Il ne s'agit pas ici de réitérer les exploits de Godzilla. Roland Emmerich choisissait de montrer son gros monstre en train de détruire les plus célèbres immeubles de New York, substituant du spectacle pur sans émotion à l'absence d'intensité dramatique. Dans le cas présent, lorsque l'on voit un immense dragon transformer un château délabré en un gigantesque brasier, l'effet s'apparente à une véritable vision apocalyptique. Le Règne du feu n'est pas un film comme les autres, on l'a dit. Il ne peut donc être comparé aux quelques films catastrophes ou films de monstres récents tels que Independance Day ou Jurassic Park 3. Le Règne du feu est un divertissement à part. Que ce soit dans la structure même du récit ou dans les détails qui le composent, le film ne ressemble pas aux produits hollywoodiens banals auxquels on a droit chaque année. Pas de Jar-Jar, ni même un quelconque "sidekick" comique qui vient alourdir le film de blagues douteuses ou de répliques humoristiques déplacées. Le film est placé sous le signe du pessimisme. Nous sommes en 2020, dans un monde de cendres, quasi-monochromatique, où les rares pointes de couleurs sont celles de denrées disparues telles que les fruits et légumes. Cet univers, clairement inspiré des jeux de rôles, constitue cette caractéristique unique, rare, évoquée plus haut. Dès le début, nous y sommes plongés et pas un instant nous ne douterons de sa véracité.

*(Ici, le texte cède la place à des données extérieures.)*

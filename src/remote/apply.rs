//! Converge the remote host to an ordered list of resources.
//!
//! Each resource is compared with its record from the last successful apply:
//!
//! - no record: create
//! - trigger fingerprint changed: run the recorded delete, then create
//! - input fingerprint changed: update, or create again when there is no update action
//! - otherwise: nothing to do
//!
//! Records whose resource disappeared are deleted last, newest first. The state file is
//! written after every successful step so an interrupted run resumes where it stopped.

use anyhow::Result;
use chrono::Utc;
use std::collections::BTreeSet;
use std::fmt;
use std::path::PathBuf;

use super::copy::SudoCopy;
use super::{run_checked, Action, Connection, Resource, Transport};
use crate::state::{ApplyState, ResourceRecord};

#[derive(Debug, Clone, Copy, PartialEq, Eq)]
pub enum PendingAction {
    Create,
    Update,
    Replace,
    Delete,
    Unchanged,
}

impl fmt::Display for PendingAction {
    fn fmt(&self, f: &mut fmt::Formatter<'_>) -> fmt::Result {
        let word = match self {
            PendingAction::Create => "create",
            PendingAction::Update => "update",
            PendingAction::Replace => "replace",
            PendingAction::Delete => "delete",
            PendingAction::Unchanged => "unchanged",
        };
        f.write_str(word)
    }
}

#[derive(Debug, Clone, PartialEq, Eq)]
pub struct Change {
    pub name: String,
    pub action: PendingAction,
}

fn classify(resource: &Resource, state: &ApplyState, connection: &Connection) -> PendingAction {
    match state.get(&resource.name) {
        None => PendingAction::Create,
        Some(record) if record.trigger_fingerprint != resource.trigger_fingerprint() => {
            PendingAction::Replace
        }
        Some(record) if record.input_fingerprint != resource.input_fingerprint(connection) => {
            PendingAction::Update
        }
        Some(_) => PendingAction::Unchanged,
    }
}

/// Names of recorded resources absent from `resources`, newest first.
fn removed<'s>(resources: &[Resource], state: &'s ApplyState) -> Vec<(&'s String, &'s ResourceRecord)> {
    let desired: BTreeSet<&str> = resources.iter().map(|r| r.name.as_str()).collect();
    state
        .reverse_order()
        .into_iter()
        .filter(|(name, _)| !desired.contains(name.as_str()))
        .collect()
}

/// What `apply` would do, in execution order.
pub fn pending_changes(
    resources: &[Resource],
    state: &ApplyState,
    connection: &Connection,
) -> Vec<Change> {
    let mut changes: Vec<Change> = resources
        .iter()
        .map(|r| Change {
            name: r.name.clone(),
            action: classify(r, state, connection),
        })
        .collect();
    changes.extend(removed(resources, state).into_iter().map(|(name, _)| Change {
        name: name.clone(),
        action: PendingAction::Delete,
    }));
    changes
}

#[derive(Debug, Clone, Default, PartialEq, Eq)]
pub struct ApplySummary {
    pub created: usize,
    pub updated: usize,
    pub replaced: usize,
    pub deleted: usize,
    pub unchanged: usize,
}

impl ApplySummary {
    pub fn changed(&self) -> usize {
        self.created + self.updated + self.replaced + self.deleted
    }
}

impl fmt::Display for ApplySummary {
    fn fmt(&self, f: &mut fmt::Formatter<'_>) -> fmt::Result {
        write!(
            f,
            "{} created, {} updated, {} replaced, {} deleted, {} unchanged",
            self.created, self.updated, self.replaced, self.deleted, self.unchanged
        )
    }
}

pub struct Applier<'a, T: Transport + ?Sized> {
    transport: &'a T,
    connection: &'a Connection,
    state: ApplyState,
    state_path: PathBuf,
}

impl<'a, T: Transport + ?Sized> Applier<'a, T> {
    pub fn new(
        transport: &'a T,
        connection: &'a Connection,
        state: ApplyState,
        state_path: impl Into<PathBuf>,
    ) -> Self {
        Self {
            transport,
            connection,
            state,
            state_path: state_path.into(),
        }
    }

    pub fn state(&self) -> &ApplyState {
        &self.state
    }

    fn save(&mut self) -> Result<()> {
        self.state.host = Some(self.connection.destination());
        self.state.save(&self.state_path)
    }

    fn check_host(&self) {
        if let Some(host) = &self.state.host {
            if *host != self.connection.destination() && !self.state.resources.is_empty() {
                tracing::warn!(
                    "State file was last applied to {}, now targeting {}",
                    host,
                    self.connection.destination()
                );
            }
        }
    }

    async fn run_action(&self, resource: &str, action: &Action) -> Result<()> {
        match action {
            Action::Script(script) => {
                run_checked(self.transport, resource, &self.connection.privileged(script)).await?;
            }
            Action::Upload(upload) => {
                SudoCopy::new(self.connection, upload, resource)
                    .run(self.transport)
                    .await?;
            }
        }
        Ok(())
    }

    async fn run_delete(&self, resource: &str, delete: Option<&String>) -> Result<()> {
        if let Some(script) = delete {
            run_checked(self.transport, resource, &self.connection.privileged(script)).await?;
        }
        Ok(())
    }

    fn record(&mut self, order: usize, resource: &Resource) -> Result<()> {
        self.state.record(
            resource.name.clone(),
            ResourceRecord {
                order,
                input_fingerprint: resource.input_fingerprint(self.connection),
                trigger_fingerprint: resource.trigger_fingerprint(),
                delete: resource.delete.clone(),
                applied_at: Utc::now(),
            },
        );
        self.save()
    }

    pub async fn apply(&mut self, resources: &[Resource]) -> Result<ApplySummary> {
        self.check_host();
        let mut summary = ApplySummary::default();

        for (order, resource) in resources.iter().enumerate() {
            let action = classify(resource, &self.state, self.connection);
            match action {
                PendingAction::Unchanged => {
                    summary.unchanged += 1;
                    let moved = self
                        .state
                        .resources
                        .get_mut(&resource.name)
                        .filter(|r| r.order != order)
                        .map(|r| r.order = order)
                        .is_some();
                    if moved {
                        self.save()?;
                    }
                    continue;
                }
                PendingAction::Create => {
                    tracing::info!("Creating {}", resource.name);
                    self.run_action(&resource.name, &resource.create).await?;
                    summary.created += 1;
                }
                PendingAction::Replace => {
                    tracing::info!("Replacing {}", resource.name);
                    let previous = self.state.get(&resource.name).and_then(|r| r.delete.clone());
                    self.run_delete(&resource.name, previous.as_ref()).await?;
                    self.state.forget(&resource.name);
                    self.save()?;
                    self.run_action(&resource.name, &resource.create).await?;
                    summary.replaced += 1;
                }
                PendingAction::Update => {
                    tracing::info!("Updating {}", resource.name);
                    let step = resource.update.as_ref().unwrap_or(&resource.create);
                    self.run_action(&resource.name, step).await?;
                    summary.updated += 1;
                }
                PendingAction::Delete => unreachable!("classify never yields Delete"),
            }
            self.record(order, resource)?;
        }

        let stale: Vec<(String, Option<String>)> = removed(resources, &self.state)
            .into_iter()
            .map(|(name, record)| (name.clone(), record.delete.clone()))
            .collect();
        for (name, delete) in stale {
            tracing::info!("Deleting {}", name);
            self.run_delete(&name, delete.as_ref()).await?;
            self.state.forget(&name);
            self.save()?;
            summary.deleted += 1;
        }

        Ok(summary)
    }

    /// Delete every recorded resource, newest first.
    pub async fn destroy(&mut self) -> Result<ApplySummary> {
        self.apply(&[]).await
    }
}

Située de nos jours, l'introduction se déroule selon un bref crescendo et s'ensuit alors une rapide exposition des faits. N'étant ni grossièrement expédiée, ni bêtement didactique, cette scène explicative se charge d'informer le spectateur d'une façon très habile. Mêlant images d'archives réelles (comme les champignons de fumée créés par des explosions nucléaires) et faux articles de journaux (illustrés par une photographie de l'Empire State Building brûlant et entouré de dragons), ce rapide montage agrémenté d'une voix off est un des "mensonges" les plus convaincants jamais vus. Evidemment purement fictionnel, il confère cependant au film et à l'univers représenté un réalisme qui ne permettra jamais au public de remettre en cause ce qu'il voit. Parvenir à faire croire au spectateur blasé d'aujourd'hui à un tel film, qui plus est dénué de tout second degré, est un exploit remarquable. Le pitch original résumait bien à quel point la tâche n'était pas aisée: "Mad Max avec des dragons".

Néanmoins, tout est là pour nous offrir un vrai film épique, riche d'idées concernant chaque aspect de l'histoire, que ce soit les personnages ou l'univers. Les effets spéciaux et visuels sont au point. Ils sont magiques, car ils ramènent les dragons à la vie. On ne peut que féliciter Bowman, réalisateur qui n'a pas l'autorité des plus grands, de ne pas avoir cédé aux règles hollywoodiennes qui auraient certainement coulé le film dans le moule des conventions. Il signe une réalisation à part qui n'est peut-être pas personnelle mais qui au moins n'est pas identique à mille autres. Les acteurs habitent leurs personnages: Christian Bale est l'incarnation même du leader de la communauté, le père de tous les enfants, et Matthew McConaughey incarne l'essence du chasseur, avec ses yeux remplis de folie. Le Règne du feu ne restera peut-être pas dans toutes les mémoires, il n'en constitue pas moins une œuvre rare.